Stage 3 – Letting Go:

The toddler years are “fraught with guilt, anxiety and occasionally anguish,” according to Murphy.

“Toddlers are challenging, loving, wonderful and passionate but also highly unpredictable. And they have so much energy! Just looking at them is tiring,” she says.

If moms don’t make some time for themselves during this stage – even if it’s just being alone while they change out of work clothes into play clothes – the whole family will suffer, Murphy says.

At the same time, 1- and 2-year-olds need a little time and space of their own as they begin to play with the building blocks that will eventually lead to their independence.

Stage 4 – Trying To Do It All:

The preschool and early elementary years can be even harder than the toddler years because parents’ expectations of their children don’t always match reality. Just because the kids were able to sit through a nice dinner once doesn’t mean they’ll be able to do it every night.

“They (preschoolers) are still really needy,” Murphy warns.

So, while it’s tempting at this stage for mothers to begin taking on new projects of their own – volunteering for charity or filling up their social calendar – they should resist doing too much, she says.

“You think you can be perfect at everything. A lot of moms are feeling “there’s something wrong with me’ if they can’t do everything. But those are unrealistic expectations,” Murphy says.

Stage 5 – Reading the Compass to God Knows Where:

Ages 6 to 10 are supposed to be the easy years between toddlers and teenagers, but because it seems like kids are growing up faster these days, mothers can’t let this stage slide by, Murphy says.

They should, however, let their children experience success and failure facilitated by their own hands.

“Moms need help understanding how to let their kids fall on their faces occasionally and to realize that their kids might not be smartest or nicest in the class. Those are not the worst things. … But mothers have a real tendency at this point to see their kids as an extension of themselves and they don’t want to be seen that way.”

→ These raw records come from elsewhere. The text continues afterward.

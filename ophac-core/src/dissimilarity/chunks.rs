//! Grouping of pairs into levels of tied dissimilarity.
//!
//! Values produced by repeated linkage updates can differ from their exact
//! counterparts by a few ulps, so a level collects every value that is
//! numerically indistinguishable from the smallest value of that level.

/// Multiple of `f64::EPSILON` below which two values count as tied.
const TIE_SLACK: f64 = 8.0 * f64::EPSILON;

/// Returns `true` when `x` and `y` cannot be told apart at the precision the
/// linkage updates are computed with.
#[expect(
    clippy::float_arithmetic,
    reason = "the tie tolerance scales with the magnitude of the values"
)]
pub(crate) fn indistinguishable(x: f64, y: f64) -> bool {
    (x - y).abs() <= TIE_SLACK * x.abs().max(y.abs()).max(1.0)
}

/// Index pairs tied at one dissimilarity level.
#[derive(Clone, Debug, PartialEq)]
pub struct Chunk {
    distance: f64,
    pairs: Vec<(usize, usize)>,
}

impl Chunk {
    /// Returns the representative dissimilarity of the level, which is the
    /// smallest value in it.
    #[must_use]
    pub const fn distance(&self) -> f64 {
        self.distance
    }

    /// Returns the tied pairs as `(i, j)` with `i < j`, in row-major order.
    #[must_use]
    pub fn pairs(&self) -> &[(usize, usize)] {
        &self.pairs
    }
}

pub(super) fn group_ascending(pairs: impl Iterator<Item = (usize, usize, f64)>) -> Vec<Chunk> {
    let mut sorted: Vec<(usize, usize, f64)> = pairs.collect();
    sorted.sort_by(|left, right| {
        left.2
            .total_cmp(&right.2)
            .then_with(|| (left.0, left.1).cmp(&(right.0, right.1)))
    });

    let mut chunks: Vec<Chunk> = Vec::new();
    for (i, j, value) in sorted {
        match chunks.last_mut() {
            Some(chunk) if indistinguishable(chunk.distance, value) => chunk.pairs.push((i, j)),
            _ => chunks.push(Chunk {
                distance: value,
                pairs: vec![(i, j)],
            }),
        }
    }

    for chunk in &mut chunks {
        chunk.pairs.sort_unstable();
    }
    chunks
}

#[cfg(test)]
#[expect(
    clippy::float_arithmetic,
    reason = "tie cases are built a few ulps apart"
)]
#[expect(clippy::indexing_slicing, reason = "tests inspect known chunk positions")]
mod tests {
    use super::*;

    use rstest::rstest;

    #[rstest]
    #[case(1.0, 1.0, true)]
    #[case(1.0, 1.0 + f64::EPSILON, true)]
    #[case(1.0e6, 1.0e6 * (1.0 + 4.0 * f64::EPSILON), true)]
    #[case(1.0, 1.0 + 1.0e-9, false)]
    #[case(0.0, 1.0e-12, false)]
    fn ties_are_judged_relative_to_magnitude(
        #[case] x: f64,
        #[case] y: f64,
        #[case] expected: bool,
    ) {
        assert_eq!(indistinguishable(x, y), expected);
        assert_eq!(indistinguishable(y, x), expected);
    }

    #[test]
    fn groups_tied_values_into_one_chunk() {
        let nudged = 1.0 + f64::EPSILON;
        let pairs = vec![(0, 1, 3.0), (0, 2, 1.0), (1, 2, nudged), (1, 3, 2.0)];
        let chunks = group_ascending(pairs.into_iter());

        let distances: Vec<f64> = chunks.iter().map(Chunk::distance).collect();
        assert_eq!(distances, vec![1.0, 2.0, 3.0]);
        assert_eq!(chunks[0].pairs(), [(0, 2), (1, 2)]);
        assert_eq!(chunks[1].pairs(), [(1, 3)]);
    }

    #[test]
    fn groups_nothing_for_empty_input() {
        assert!(group_ascending(std::iter::empty()).is_empty());
    }
}
use ophac_core::{DissimilarityMatrix, Engine};

/// Builds a validated matrix from full rows.
#[must_use]
pub fn matrix<R: AsRef<[f64]>>(rows: &[R]) -> DissimilarityMatrix {
    DissimilarityMatrix::from_rows(rows).expect("rows must form a dissimilarity")
}

/// Builds an engine with the default norm order and tie-break.
#[must_use]
pub fn engine(linkage: &str) -> Engine {
    Engine::new(linkage, 1.0, 1e-12).expect("linkage must be supported")
}
//! Builder utilities for configuring the ophac engine.
//!
//! Collects the linkage name, norm order and tie-break increment, and
//! validates them before constructing an [`Engine`].

use crate::{
    Result,
    dissimilarity::NormOrder,
    engine::Engine,
    error::OphacError,
    linkage::Linkage,
};

/// Norm order used when none is configured.
pub const DEFAULT_NORM_ORDER: f64 = 1.0;

/// Tie-break increment used when none is configured.
pub const DEFAULT_TIE_BREAK: f64 = 1e-12;

/// Linkage name used when none is configured.
pub const DEFAULT_LINKAGE: &str = "single";

/// Configures and constructs [`Engine`] instances.
///
/// # Examples
/// ```
/// use ophac_core::{EngineBuilder, Linkage};
///
/// let engine = EngineBuilder::new()
///     .with_linkage_name("complete")
///     .with_norm_order(2.0)
///     .build()
///     .expect("builder configuration is valid");
/// assert_eq!(engine.linkage(), Linkage::Complete);
/// assert_eq!(engine.norm_order().get(), 2.0);
/// ```
#[derive(Debug, Clone)]
pub struct EngineBuilder {
    linkage_name: String,
    norm_order: f64,
    tie_break: f64,
}

impl Default for EngineBuilder {
    fn default() -> Self {
        Self {
            linkage_name: DEFAULT_LINKAGE.to_owned(),
            norm_order: DEFAULT_NORM_ORDER,
            tie_break: DEFAULT_TIE_BREAK,
        }
    }
}

impl EngineBuilder {
    /// Creates a builder populated with default parameters.
    ///
    /// # Examples
    /// ```
    /// use ophac_core::EngineBuilder;
    ///
    /// let builder = EngineBuilder::new();
    /// assert_eq!(builder.linkage_name(), "single");
    /// assert_eq!(builder.norm_order(), 1.0);
    /// assert_eq!(builder.tie_break(), 1e-12);
    /// ```
    #[must_use]
    pub fn new() -> Self {
        Self::default()
    }

    /// Sets the linkage rule by name: `single`, `complete` or `average`.
    ///
    /// The name is validated by [`Self::build`].
    #[must_use]
    pub fn with_linkage_name(mut self, name: impl Into<String>) -> Self {
        self.linkage_name = name.into();
        self
    }

    /// Sets the linkage rule directly.
    #[must_use]
    pub fn with_linkage(self, linkage: Linkage) -> Self {
        self.with_linkage_name(linkage.as_str())
    }

    /// Returns the configured linkage name.
    #[must_use]
    pub fn linkage_name(&self) -> &str {
        &self.linkage_name
    }

    /// Sets the order of the matrix norm used for scoring; `f64::INFINITY`
    /// selects the max norm.
    #[must_use]
    pub const fn with_norm_order(mut self, order: f64) -> Self {
        self.norm_order = order;
        self
    }

    /// Returns the configured norm order.
    #[must_use]
    pub const fn norm_order(&self) -> f64 {
        self.norm_order
    }

    /// Sets the tie-break increment applied to heights during scoring.
    #[must_use]
    pub const fn with_tie_break(mut self, increment: f64) -> Self {
        self.tie_break = increment;
        self
    }

    /// Returns the configured tie-break increment.
    #[must_use]
    pub const fn tie_break(&self) -> f64 {
        self.tie_break
    }

    /// Validates the configuration and constructs an [`Engine`].
    ///
    /// # Errors
    /// Returns [`OphacError::UnknownLinkage`] for an unrecognised linkage
    /// name, [`OphacError::InvalidNormOrder`] for a norm order below one or
    /// NaN, and [`OphacError::InvalidTieBreak`] for a negative or non-finite
    /// increment.
    ///
    /// # Examples
    /// ```
    /// use ophac_core::{EngineBuilder, OphacError};
    ///
    /// let err = EngineBuilder::new()
    ///     .with_linkage_name("ward")
    ///     .build()
    ///     .expect_err("ward is not supported");
    /// assert!(matches!(err, OphacError::UnknownLinkage { .. }));
    /// ```
    pub fn build(self) -> Result<Engine> {
        let linkage: Linkage = self.linkage_name.parse()?;
        let norm_order = NormOrder::new(self.norm_order)?;
        if !self.tie_break.is_finite() || self.tie_break < 0.0 {
            return Err(OphacError::InvalidTieBreak {
                got: self.tie_break,
            });
        }
        Ok(Engine::from_parts(linkage, norm_order, self.tie_break))
    }
}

Mothers also might find themselves less involved in their children’s lives, and, says Murphy, that’s completely normal as children’s own friends become more important to them.

But instead of pouncing on kids when they do open up, Murphy urges mothers to proceed with caution: “Ask yourself, “What are the battles worth going to the mat for?”‘

Stage 6 – Living in the Gray Zone:

Preteens might see everything in black and white, says Murphy, but their world is gray.

First, things change fast. “What was right yesterday isn’t right today,” says Murphy.

Second, mothers will find themselves shifting between roles of parent and pal.

“It takes an ego of steel to navigate the preteen years, because one day your kid is going to wake up uncomfortable in their own body. And when she stands with one foot in childhood, the other in early adulthood, and struggles to maintain her balance, the person she will grab onto with a desperate, clawing intensity is you,” she writes.

Stage 7 – It Gets Easier and Then They Leave:

During the teenage years, mothers and their almost-grownup children relive every other stage as they struggle through dependence and independence in their developed bodies and minds, Murphy says, but it’s not as bad as it sounds.

“Their (teens’) brain development is such that they can be highly argumentative but, on the other hand, they might have a really good argument.”